I’m not comparing Fukunaga’s “Who Goes There” work to Coppola’s death-from-above routine, but Coppola’s reasoning is germane here. Because of its anthology structure, and because these characters and this story are unconnected to the previous season, Pizzolatto and his creative team didn’t need to run back something just because it worked the first time. In a season that has gone out of its way to strike out on its own — abandoning the occult elements of the first season’s narrative, spreading the wealth among four main characters rather than turning up the star wattage on just two — this seemed like a strange bit of True Detective karaoke.

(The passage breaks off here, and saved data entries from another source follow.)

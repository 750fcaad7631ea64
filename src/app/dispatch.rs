//! The dispatch thread: gateway startup, the event loop, state saving and
//! shutdown, all strictly serialized on one thread.

use crate::app::Application;
use crate::app::action::Action;
use crate::bundle::BundleMap;
use crate::gateway::{Gateway, GatewayCtx, GatewayKind};
use crate::storage::PersistentStorage;
use std::panic::{self, AssertUnwindSafe};
use std::sync::Arc;
use std::sync::atomic::Ordering;
use std::thread;
use std::time::Duration;

/// A gateway as the dispatch thread owns it: the boxed instance plus the
/// identity and context captured at registration. The vector index equals
/// the gateway index used by actions and the router.
struct GatewayHolder {
    id: Arc<str>,
    kind: GatewayKind,
    ctx: GatewayCtx,
    gateway: Box<dyn Gateway>,
}

/// Entry point of the dispatch thread.
pub(crate) fn run(app: Application) {
    let shared = app.shared();
    let _ = shared.dispatch_thread.set(thread::current().id());

    let (gateways, mut storage, autosave_period) = {
        let mut life = shared.life.lock();
        (
            std::mem::take(&mut life.gateways),
            life.storage.take(),
            life.autosave_period,
        )
    };
    let meta = shared.router.lock().gateway_meta();

    let mut holders: Vec<GatewayHolder> = gateways
        .into_iter()
        .zip(meta)
        .enumerate()
        .map(|(index, (gateway, (id, kind)))| GatewayHolder {
            ctx: GatewayCtx {
                id: id.clone(),
                index,
                app: Arc::downgrade(&app.shared),
            },
            id,
            kind,
            gateway,
        })
        .collect();

    let started = start_gateways(&mut holders, storage.as_mut());
    let all_started = started.len() == holders.len();

    let mut loop_ran = false;
    if all_started {
        shared.emit_system("start");
        loop_ran = true;
        tracing::info!("[Application] dispatch loop started");
        run_loop(&app, &mut holders, &mut storage, autosave_period);
        tracing::info!("[Application] dispatch loop stopped");
    } else {
        tracing::error!("[Application] startup aborted, not all gateways started");
    }

    let hooks = std::mem::take(&mut shared.life.lock().shutdown_hooks);
    for hook in hooks {
        hook(&app);
    }

    if loop_ran {
        save_state(&app, &mut holders, &mut storage);
    }

    for &index in started.iter().rev() {
        let holder = &mut holders[index];
        holder.gateway.on_stop();
        tracing::info!("[Application] gateway \"{}\" stopped", holder.id);
    }

    tracing::info!("[Application] stopped");
}

/// Starts all gateways in activation order (`$SYS` first, data gateways
/// last) and returns the indices of the started ones, in start order. The
/// bundle map loaded from storage is partitioned by gateway-id prefix.
fn start_gateways(
    holders: &mut [GatewayHolder],
    storage: Option<&mut Box<dyn PersistentStorage>>,
) -> Vec<usize> {
    let mut bundles: BundleMap = match storage {
        Some(storage) => match storage.load_bundles() {
            Ok(bundles) => bundles,
            Err(e) => {
                tracing::error!("[Application] loading persistent state failed: {e:#}");
                BundleMap::new()
            }
        },
        None => BundleMap::new(),
    };

    let mut order: Vec<usize> = (0..holders.len()).collect();
    order.sort_by_key(|&index| holders[index].kind.start_rank());

    let mut started = Vec::with_capacity(holders.len());
    for index in order {
        let holder = &mut holders[index];
        let prefix = format!("{}/", holder.id);
        let keys: Vec<String> = bundles
            .keys()
            .filter(|key| key.starts_with(&prefix))
            .cloned()
            .collect();
        let mut gateway_bundles = BundleMap::new();
        for key in keys {
            if let Some(bundle) = bundles.remove(&key) {
                gateway_bundles.insert(key, bundle);
            }
        }

        tracing::info!("[Application] gateway \"{}\" is starting", holder.id);
        match holder.gateway.on_start(&holder.ctx, &gateway_bundles) {
            Ok(()) => {
                started.push(index);
                tracing::info!("[Application] gateway \"{}\" started", holder.id);
            }
            Err(e) => {
                tracing::error!("[Application] unable to start gateway \"{}\": {e:#}", holder.id);
            }
        }
    }

    started
}

fn run_loop(
    app: &Application,
    holders: &mut [GatewayHolder],
    storage: &mut Option<Box<dyn PersistentStorage>>,
    autosave_period: Duration,
) {
    let shared = app.shared();
    let clock = &shared.clock;
    let mut processed_action_count: u64 = 0;

    let autosave_enabled = storage.is_some() && autosave_period > Duration::ZERO;
    let autosave_nanos = autosave_period.as_nanos() as u64;
    let mut last_save = clock.now_nanos();

    while !shared.exit_requested.load(Ordering::SeqCst) {
        let Some(action) = shared
            .queues
            .poll(clock, &mut processed_action_count, &shared.exit_requested)
        else {
            break;
        };

        execute_action(app, holders, action);

        if shared.save_requested.swap(false, Ordering::Relaxed) {
            save_state(app, holders, storage);
            last_save = clock.now_nanos();
        }
        if autosave_enabled {
            let now = clock.now_nanos();
            if now - last_save > autosave_nanos {
                save_state(app, holders, storage);
                last_save = now;
            }
        }
    }
}

fn execute_action(app: &Application, holders: &mut [GatewayHolder], action: Action) {
    match action {
        Action::Publish { gateway, message } => {
            let holder = &mut holders[gateway];
            if let Err(e) = holder.gateway.on_publish(message) {
                tracing::error!(
                    "[Application] publication via gateway \"{}\" failed: {e:#}",
                    holder.id
                );
            }
        }
        Action::Received { gateway, message } => {
            deliver(app, gateway, &message);
        }
        Action::SubscriptionChange {
            gateway,
            filter,
            subscribe,
        } => {
            let holder = &mut holders[gateway];
            if subscribe {
                holder.gateway.on_add_topic_filter(&filter);
            } else {
                holder.gateway.on_remove_topic_filter(&filter);
            }
        }
        Action::Synchronize { item } => item.synchronize(),
        Action::RequestChange { item, value } => item.apply_change(&*value),
        Action::Run { callback } => callback(app),
    }
}

/// Routes a received message to every matching subscriber. Listeners with
/// differing priorities are stably ordered, higher priority first; the
/// delivered topic carries the source gateway as its head. A panicking
/// listener is logged and then allowed to unwind the dispatch thread.
fn deliver(app: &Application, gateway: usize, message: &crate::message::Message) {
    let (gateway_id, mut matches) = app
        .shared()
        .router
        .lock()
        .collect_matches(gateway, message.topic());
    if matches.is_empty() {
        return;
    }

    if matches.len() >= 2 {
        let first_priority = matches[0].priority;
        if matches.iter().any(|m| m.priority != first_priority) {
            matches.sort_by(|a, b| b.priority.cmp(&a.priority));
        }
    }

    let delivered = message.prefixed(&gateway_id);
    for matched in matches {
        let outcome =
            panic::catch_unwind(AssertUnwindSafe(|| matched.listener.on_message(&delivered)));
        if let Err(payload) = outcome {
            tracing::error!(
                "[Application] message listener for \"{}\" panicked",
                delivered.topic()
            );
            panic::resume_unwind(payload);
        }
    }
}

/// Collects the state bundles of every gateway and hands them to the
/// persistent storage. Emits `$SYS/state-saved` afterwards. A storage
/// failure is logged; the loop keeps running.
fn save_state(
    app: &Application,
    holders: &mut [GatewayHolder],
    storage: &mut Option<Box<dyn PersistentStorage>>,
) {
    let Some(storage) = storage.as_mut() else {
        return;
    };

    tracing::info!("[Application] saving application state");
    let mut bundles = BundleMap::new();
    for holder in holders.iter_mut() {
        let mut out = BundleMap::new();
        if let Err(e) = holder.gateway.on_save_state(&mut out) {
            tracing::error!(
                "[Application] saving the state of gateway \"{}\" failed: {e:#}",
                holder.id
            );
        }

        let prefix = format!("{}/", holder.id);
        for (key, bundle) in out {
            if !key.starts_with(&prefix) {
                tracing::warn!(
                    "[Application] gateway \"{}\" produced bundle key \"{key}\" outside its namespace",
                    holder.id
                );
            }
            bundles.insert(key, bundle);
        }
    }

    if let Err(e) = storage.save_bundles(&bundles) {
        tracing::error!("[Application] saving state to persistent storage failed: {e:#}");
    }

    app.shared().emit_system("state-saved");
    tracing::info!("[Application] application state saved");
}
use anyhow::Context;
use serde::{Deserialize, Serialize};
use std::path::Path;
use std::time::Duration;

/// Default autosave period in seconds (30 minutes).
pub const DEFAULT_AUTOSAVE_PERIOD_SECS: u64 = 30 * 60;

/// Application configuration. Keeps the lifecycle knobs small and explicit;
/// everything here can also be changed through the facade setters before
/// launch.
#[derive(Debug, Clone, Serialize, Deserialize)]
#[serde(default)]
pub struct AppConfig {
    /// Period in seconds after which application state is saved
    /// automatically. Zero disables autosave.
    pub autosave_period_secs: u64,

    /// Request application exit on SIGTERM/SIGINT.
    pub handle_signals: bool,
}

impl AppConfig {
    /// Loads the configuration from a file (any format the `config` crate
    /// understands by extension).
    pub fn load(path: impl AsRef<Path>) -> anyhow::Result<Self> {
        let path = path.as_ref();
        let cfg = config::Config::builder()
            .add_source(config::File::from(path))
            .build()
            .with_context(|| format!("failed to read config from {}", path.display()))?;

        cfg.try_deserialize()
            .with_context(|| format!("failed to deserialize config from {}", path.display()))
    }

    pub fn autosave_period(&self) -> Duration {
        Duration::from_secs(self.autosave_period_secs)
    }
}

impl Default for AppConfig {
    fn default() -> Self {
        Self {
            autosave_period_secs: DEFAULT_AUTOSAVE_PERIOD_SECS,
            handle_signals: true,
        }
    }
}

#[cfg(test)]
mod tests {
    use super::*;

    #[test]
    fn defaults() {
        let cfg = AppConfig::default();
        assert_eq!(cfg.autosave_period(), Duration::from_secs(1800));
        assert!(cfg.handle_signals);
    }

    #[test]
    fn partial_config_files_fall_back_to_defaults() {
        let dir = tempfile::tempdir().unwrap();
        let path = dir.path().join("app.toml");
        std::fs::write(&path, "autosave_period_secs = 60\n").unwrap();

        let cfg = AppConfig::load(&path).unwrap();
        assert_eq!(cfg.autosave_period_secs, 60);
        assert!(cfg.handle_signals);
    }
}
use std::time::{Duration, Instant};

/// Monotonic clock measuring nanoseconds since its creation.
///
/// The dispatch engine keys every scheduled action to this clock, so all
/// execution times are small offsets relative to application start rather
/// than wall-clock timestamps.
#[derive(Debug, Clone)]
pub struct MonotonicClock {
    start: Instant,
}

impl MonotonicClock {
    pub fn new() -> Self {
        Self {
            start: Instant::now(),
        }
    }

    /// Nanoseconds elapsed since the clock was created.
    #[inline(always)]
    pub fn now_nanos(&self) -> u64 {
        self.start.elapsed().as_nanos() as u64
    }

    /// Elapsed time since the clock was created.
    #[inline(always)]
    pub fn elapsed(&self) -> Duration {
        self.start.elapsed()
    }
}

impl Default for MonotonicClock {
    fn default() -> Self {
        Self::new()
    }
}
use crate::item::{ActivationCtx, ChangeOutcome, DataItem, DataItemSpec, ItemValue};
use crate::bundle::Bundle;

/// An alias of another data item.
///
/// The alias mirrors the source value (declared as a dependency, so it
/// follows every change) and forwards change requests to the source.
pub struct AliasDataItem<T: ItemValue> {
    source: DataItem<T>,
}

impl<T: ItemValue> AliasDataItem<T> {
    pub fn new(source: &DataItem<T>) -> Self {
        Self {
            source: source.clone(),
        }
    }
}

impl<T: ItemValue> DataItemSpec<T> for AliasDataItem<T> {
    fn read_only(&self) -> bool {
        self.source.is_read_only()
    }

    fn on_activate(&mut self, ctx: &mut ActivationCtx<'_>, _saved: &Bundle) -> anyhow::Result<()> {
        ctx.set_dependencies(&[self.source.item_ref()]);
        Ok(())
    }

    fn on_synchronize(&mut self) -> anyhow::Result<Option<T>> {
        Ok(self.source.value())
    }

    fn on_change_requested(&mut self, new_value: T) -> anyhow::Result<ChangeOutcome> {
        self.source.request_change(new_value)?;
        Ok(ChangeOutcome::Deferred)
    }
}
use crate::app::action::Action;
use crate::error::MessagingError;
use crate::gateway::{GatewayKind, TopicValidator};
use crate::message::MessageListener;
use crate::topic::{self, TopicFilter};
use ahash::AHashMap;
use std::sync::Arc;

/// One subscriber attached to a topic filter.
struct SubscriptionEntry {
    token: u64,
    listener: Arc<dyn MessageListener>,
    priority: i32,
}

/// A registered topic filter with its subscribers, keyed in the owning
/// table by the localized filter string.
struct FilterEntry {
    parsed: TopicFilter,
    subscriptions: Vec<SubscriptionEntry>,
}

/// A listener selected for delivery of one message.
pub(crate) struct ListenerMatch {
    pub(crate) priority: i32,
    pub(crate) listener: Arc<dyn MessageListener>,
}

/// Topic filters of one scope (a gateway, or global), partitioned into
/// simple filters (exact-lookup by topic string) and wildcard filters
/// (matched level by level).
#[derive(Default)]
struct FilterTable {
    simple: AHashMap<Arc<str>, FilterEntry>,
    wildcard: AHashMap<Arc<str>, FilterEntry>,
}

impl FilterTable {
    fn bucket_for(&mut self, parsed: &TopicFilter) -> &mut AHashMap<Arc<str>, FilterEntry> {
        if parsed.is_simple() {
            &mut self.simple
        } else {
            &mut self.wildcard
        }
    }

    fn collect(&self, topic: &str, levels: &[&str], out: &mut Vec<ListenerMatch>) {
        if let Some(entry) = self.simple.get(topic) {
            Self::push_all(entry, out);
        }
        for entry in self.wildcard.values() {
            if entry.parsed.matches(levels) {
                Self::push_all(entry, out);
            }
        }
    }

    fn push_all(entry: &FilterEntry, out: &mut Vec<ListenerMatch>) {
        for sub in &entry.subscriptions {
            out.push(ListenerMatch {
                priority: sub.priority,
                listener: sub.listener.clone(),
            });
        }
    }

    #[cfg(test)]
    fn is_empty(&self) -> bool {
        self.simple.is_empty() && self.wildcard.is_empty()
    }
}

/// A gateway as the router sees it: identity, start-order tag, the
/// publication-topic validator captured at registration, and the filters
/// subscribed against it.
pub(crate) struct GatewayEntry {
    pub(crate) id: Arc<str>,
    pub(crate) kind: GatewayKind,
    pub(crate) validator: TopicValidator,
    filters: FilterTable,
}

/// Identifies one subscription for removal: the original filter string
/// (including the gateway head) plus a unique token.
pub(crate) struct SubscriptionKey {
    pub(crate) filter: Arc<str>,
    pub(crate) token: u64,
}

/// Routing scope of a filter: one gateway, or all of them.
enum Scope {
    Gateway(usize),
    Global,
}

/// The subscription router. Holds per-gateway and global filter tables and
/// produces the `SubscriptionChange` actions that keep gateways informed
/// about which localized filters are live.
pub(crate) struct Router {
    entries: Vec<GatewayEntry>,
    index_by_id: AHashMap<Arc<str>, usize>,
    global: FilterTable,
    next_token: u64,
}

impl Router {
    pub(crate) fn new() -> Self {
        Self {
            entries: Vec::new(),
            index_by_id: AHashMap::new(),
            global: FilterTable::default(),
            next_token: 0,
        }
    }

    /// Registers a gateway; the caller guarantees the id is unused.
    pub(crate) fn register_gateway(
        &mut self,
        id: Arc<str>,
        kind: GatewayKind,
        validator: TopicValidator,
    ) -> usize {
        let index = self.entries.len();
        self.index_by_id.insert(id.clone(), index);
        self.entries.push(GatewayEntry {
            id,
            kind,
            validator,
            filters: FilterTable::default(),
        });
        index
    }

    pub(crate) fn gateway_index(&self, id: &str) -> Option<usize> {
        self.index_by_id.get(id).copied()
    }

    pub(crate) fn entry(&self, index: usize) -> &GatewayEntry {
        &self.entries[index]
    }

    pub(crate) fn gateway_count(&self) -> usize {
        self.entries.len()
    }

    /// Identity and start-order tags of all gateways, in registration
    /// order (which is also the action-index order).
    pub(crate) fn gateway_meta(&self) -> Vec<(Arc<str>, GatewayKind)> {
        self.entries.iter().map(|e| (e.id.clone(), e.kind)).collect()
    }

    fn scope_of(&self, filter: &str, head: &str) -> Result<Scope, MessagingError> {
        if head == topic::SINGLE_LEVEL_WILDCARD || filter == topic::MULTI_LEVEL_WILDCARD {
            Ok(Scope::Global)
        } else {
            self.gateway_index(head)
                .map(Scope::Gateway)
                .ok_or_else(|| MessagingError::UnknownGateway(head.to_owned()))
        }
    }

    /// Adds a subscription. Returns its key plus the subscription-change
    /// actions to enqueue (non-empty only when the localized filter is new
    /// in its table).
    pub(crate) fn subscribe(
        &mut self,
        filter: &str,
        listener: Arc<dyn MessageListener>,
        priority: i32,
    ) -> Result<(SubscriptionKey, Vec<Action>), MessagingError> {
        if !topic::is_valid_topic_filter(filter) {
            return Err(MessagingError::InvalidTopicFilter(filter.to_owned()));
        }

        let head = topic::head(filter);
        let localized = topic::without_head(filter)
            .ok_or_else(|| MessagingError::MissingSubtopic(filter.to_owned()))?;
        let scope = self.scope_of(filter, head)?;

        let token = self.next_token;
        self.next_token += 1;

        let parsed = TopicFilter::parse(localized);
        let key: Arc<str> = Arc::from(localized);
        let table = match &scope {
            Scope::Gateway(index) => &mut self.entries[*index].filters,
            Scope::Global => &mut self.global,
        };
        let bucket = table.bucket_for(&parsed);
        let created = !bucket.contains_key(localized);
        bucket
            .entry(key.clone())
            .or_insert_with(|| FilterEntry {
                parsed,
                subscriptions: Vec::new(),
            })
            .subscriptions
            .push(SubscriptionEntry {
                token,
                listener,
                priority,
            });

        let actions = if created {
            self.subscription_change_actions(&scope, key, true)
        } else {
            Vec::new()
        };

        Ok((
            SubscriptionKey {
                filter: Arc::from(filter),
                token,
            },
            actions,
        ))
    }

    /// Removes a subscription. Returns the subscription-change actions to
    /// enqueue when the last subscriber of a filter is gone. Idempotent.
    pub(crate) fn unsubscribe(&mut self, key: &SubscriptionKey) -> Vec<Action> {
        let head = topic::head(&key.filter);
        let Some(localized) = topic::without_head(&key.filter) else {
            return Vec::new();
        };
        let Ok(scope) = self.scope_of(&key.filter, head) else {
            return Vec::new();
        };

        let parsed = TopicFilter::parse(localized);
        let table = match &scope {
            Scope::Gateway(index) => &mut self.entries[*index].filters,
            Scope::Global => &mut self.global,
        };
        let bucket = table.bucket_for(&parsed);
        let Some(entry) = bucket.get_mut(localized) else {
            return Vec::new();
        };

        let before = entry.subscriptions.len();
        entry.subscriptions.retain(|sub| sub.token != key.token);
        if entry.subscriptions.len() == before || !entry.subscriptions.is_empty() {
            return Vec::new();
        }

        bucket.remove(localized);
        self.subscription_change_actions(&scope, Arc::from(localized), false)
    }

    fn subscription_change_actions(
        &self,
        scope: &Scope,
        filter: Arc<str>,
        subscribe: bool,
    ) -> Vec<Action> {
        match scope {
            Scope::Gateway(index) => vec![Action::SubscriptionChange {
                gateway: *index,
                filter,
                subscribe,
            }],
            Scope::Global => (0..self.entries.len())
                .map(|gateway| Action::SubscriptionChange {
                    gateway,
                    filter: filter.clone(),
                    subscribe,
                })
                .collect(),
        }
    }

    /// Collects the listeners matching a message received on a gateway,
    /// from that gateway's tables and the global tables. The caller sorts
    /// by priority and delivers.
    pub(crate) fn collect_matches(
        &self,
        gateway: usize,
        topic_name: &str,
    ) -> (Arc<str>, Vec<ListenerMatch>) {
        let levels = topic::parse_hierarchy(topic_name);
        let mut matches = Vec::new();
        let entry = &self.entries[gateway];
        entry.filters.collect(topic_name, &levels, &mut matches);
        self.global.collect(topic_name, &levels, &mut matches);
        (entry.id.clone(), matches)
    }

    /// Whether any filter table still references the gateway; used by the
    /// tests to assert unsubscribe bookkeeping.
    #[cfg(test)]
    fn has_filters(&self, gateway: usize) -> bool {
        !self.entries[gateway].filters.is_empty()
    }
}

Part of what made the first season’s raid — and the first season in general — so intoxicating was how organic and surprising it felt. It wandered here and there, finding shocks in every room, over every fence, around every corner. The crescendo of “Who Goes There” came as Rust was wiping away whatever straight-life progress he had made, going back to the meth, leather, and danger of his old undercover underworld. He was losing himself, and that shootout finished the job. What was supposed to be a robbery spun out into a disaster,1 and it sprang from the turmoil that one of its main characters was experiencing.

Now, you could say the same thing about last night’s “Down Will Come.” Our cops arrived at the midway point of this season finding themselves in similar situations. All of them were trapped: Ani by the politics and double standards of the sheriff’s department, Paul by his sexuality and past, and Ray by the realization that Frank might just be right — his worst self might be his best self. No amount of babies, carved wooden icons, and whatever the hell was in Velcoro’s Hangover Helper Glove Compartment was going to set them free.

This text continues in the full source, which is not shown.